Perhaps Richard Watson Gilder was not overreaching when he gushed that “this war series is the most important thing, historically, I ever expect to live to see in this century.”38 Whether he meant by the word “century” the magazine or the epoch remains unclear. It is reasonable to think he may have imagined both.
But after such wide circulation, and all its subsequent editions, it is fair to ask what today—125 years after the first of these articles appeared in print and 150 years after North and South unleashed the first guns of the Civil War—constitutes the “best” of Battles and Leaders? How does one appraise, select, and present the essential materials from that voluminous archive that, undimmed by time, continue to endure as essential accounts of the Civil War, just as originally advertised?

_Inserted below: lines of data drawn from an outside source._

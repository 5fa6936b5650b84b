//! Category records (`categorias` collection).

use chrono::{DateTime, Utc};
use serde::{Deserialize, Serialize};

use super::id::CategoryId;
use super::timestamp;

/// A catalog category. Names are unique by convention only.
#[derive(Debug, Clone, Default, PartialEq, Eq, Serialize, Deserialize)]
#[serde(default)]
pub struct Category {
    pub id: CategoryId,
    #[serde(rename = "nombre")]
    pub name: String,
    #[serde(rename = "descripcion", skip_serializing_if = "Option::is_none")]
    pub description: Option<String>,
    #[serde(with = "timestamp::optional")]
    pub created: Option<DateTime<Utc>>,
}

/// Payload for creating a category.
#[derive(Debug, Clone, PartialEq, Eq, Serialize)]
pub struct CategoryDraft {
    #[serde(rename = "nombre")]
    pub name: String,
    #[serde(rename = "descripcion", skip_serializing_if = "Option::is_none")]
    pub description: Option<String>,
}

impl CategoryDraft {
    /// A category with only a name.
    #[must_use]
    pub fn named(name: impl Into<String>) -> Self {
        Self {
            name: name.into(),
            description: None,
        }
    }
}
//! Shop page end to end: query parameters in, facets and results out.

use amotos_integration_tests::{FakeStore, TestContext, sample_store};
use serde_json::{Value, json};

fn count_of(facets: &Value, key: &str, value: &str) -> Option<u64> {
    facets.as_array()?.iter().find_map(|f| {
        (f.get(key).and_then(Value::as_str) == Some(value))
            .then(|| f.get("count").and_then(Value::as_u64))
            .flatten()
    })
}

#[tokio::test]
async fn test_shop_facets_cover_the_catalog() {
    let ctx = TestContext::new(sample_store()).await;

    let (status, page) = ctx.get_json("/tienda").await;
    assert!(status.is_success());
    assert_eq!(page["repuestos"]["totalItems"], 3);
    assert_eq!(page["repuestos"]["items"].as_array().map(Vec::len), Some(3));
    assert_eq!(page["categorias"].as_array().map(Vec::len), Some(2));
    assert!(page["error"].is_null());

    assert_eq!(count_of(&page["categoryFacets"], "label", "Frenos"), Some(2));
    assert_eq!(count_of(&page["categoryFacets"], "label", "Motor"), Some(1));
    assert_eq!(count_of(&page["brandFacets"], "label", "Honda"), Some(2));
    assert_eq!(count_of(&page["brandFacets"], "label", "Yamaha"), Some(1));
    assert_eq!(count_of(&page["priceFacets"], "id", "low"), Some(1));
    assert_eq!(count_of(&page["priceFacets"], "id", "mid"), Some(1));
    assert_eq!(count_of(&page["priceFacets"], "id", "high"), Some(1));
}

#[tokio::test]
async fn test_shop_query_reaches_the_store_as_a_filter() {
    let ctx = TestContext::new(sample_store()).await;

    let (status, page) = ctx
        .get_json("/tienda?search=freno&marca=Honda&disponibles=true&precioMin=10000")
        .await;
    assert!(status.is_success());
    assert_eq!(page["search"], "freno");
    assert_eq!(page["marca"], "Honda");
    assert_eq!(page["disponibles"], true);
    assert_eq!(page["precioMin"], "10000");

    let filters = ctx.store.filters();
    assert!(filters.iter().any(|f| {
        f.contains("nombre ~ \"freno\"")
            && f.contains("marca = \"Honda\"")
            && f.contains("disponible = true")
            && f.contains("precio >= 10000")
    }));
    // The facet pool is always fetched unfiltered
    assert!(filters.iter().any(String::is_empty));
}

#[tokio::test]
async fn test_shop_category_name_resolves_to_id() {
    let ctx = TestContext::new(sample_store()).await;

    let (_, page) = ctx.get_json("/tienda?categoriaNombre=frenos").await;
    assert_eq!(page["categoria"], "c1");
    assert!(
        ctx.store
            .filters()
            .iter()
            .any(|f| f == "categoria = \"c1\"")
    );
}

#[tokio::test]
async fn test_shop_store_down_shows_message() {
    let store = sample_store();
    store.set_down(true);
    let ctx = TestContext::new(store).await;

    let (status, page) = ctx.get_json("/tienda").await;
    assert!(status.is_success());
    assert_eq!(page["error"], "No se pudieron cargar los repuestos.");
    assert_eq!(page["repuestos"]["totalItems"], 0);
    assert_eq!(page["repuestos"]["items"].as_array().map(Vec::len), Some(0));
    assert_eq!(page["categoryFacets"].as_array().map(Vec::len), Some(0));
}

#[tokio::test]
async fn test_empty_store_is_not_an_error() {
    let ctx = TestContext::new(FakeStore::new()).await;

    let (status, page) = ctx.get_json("/tienda").await;
    assert!(status.is_success());
    assert!(page["error"].is_null());
    assert_eq!(page["repuestos"]["totalPages"], 1);
}

#[tokio::test]
async fn test_odd_stock_record_does_not_break_the_page() {
    let store = sample_store()
        .with_raw_item(json!({
            "id": "r4",
            "nombre": "Cadena",
            "precio": 30_000,
            "categoria": "c2",
            "marca": "KTM",
            "stock": -1,
            "disponible": false,
        }))
        .with_raw_item(json!({
            "id": "r5",
            "nombre": "Piñón",
            "precio": 25_000,
            "categoria": "c2",
            "marca": "KTM",
            "stock": 2.5,
            "disponible": true,
        }));
    let ctx = TestContext::new(store).await;

    let (status, page) = ctx.get_json("/tienda").await;
    assert!(status.is_success());
    assert!(page["error"].is_null());
    assert_eq!(page["repuestos"]["totalItems"], 5);
    assert_eq!(count_of(&page["brandFacets"], "label", "KTM"), Some(2));
    assert_eq!(count_of(&page["categoryFacets"], "label", "Motor"), Some(3));

    let items = page["repuestos"]["items"].as_array().cloned().unwrap_or_default();
    let stock_of = |id: &str| {
        items
            .iter()
            .find(|i| i["id"] == id)
            .and_then(|i| i["stock"].as_u64())
    };
    assert_eq!(stock_of("r4"), Some(0));
    assert_eq!(stock_of("r5"), Some(2));
}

Assembled in the belief that the archive more than deserves renewed attention, this collection attempts to make those choices for a new generation of readers. To help do so, the editor of this volume recruited a roster of distinguished scholars that almost rivals the list of famous authors who contributed to the original volumes: Civil War historians Craig L. Symonds, Stephen W. Sears, James M. McPherson, Joan Waugh, and James I. Robertson, Jr. Their extraordinary previous contributions include authoritative works on the land and sea war, from Union and Confederate perspectives alike, along with books on Lincoln’s command leadership and the careers of Generals George B. McClellan, Ulysses S. Grant, and Stonewall Jackson—to cite but a few of their award-winning contributions to the fields of military and political history. The editor invited them to join him in selecting year-by-year highlights from the original collection, divided into the five years of the war, 1861 through 1865, and also to write individual introductions that focus on the military engagements recalled in each, with an eye to appraising the interpretations offered in the original Battles and Leaders.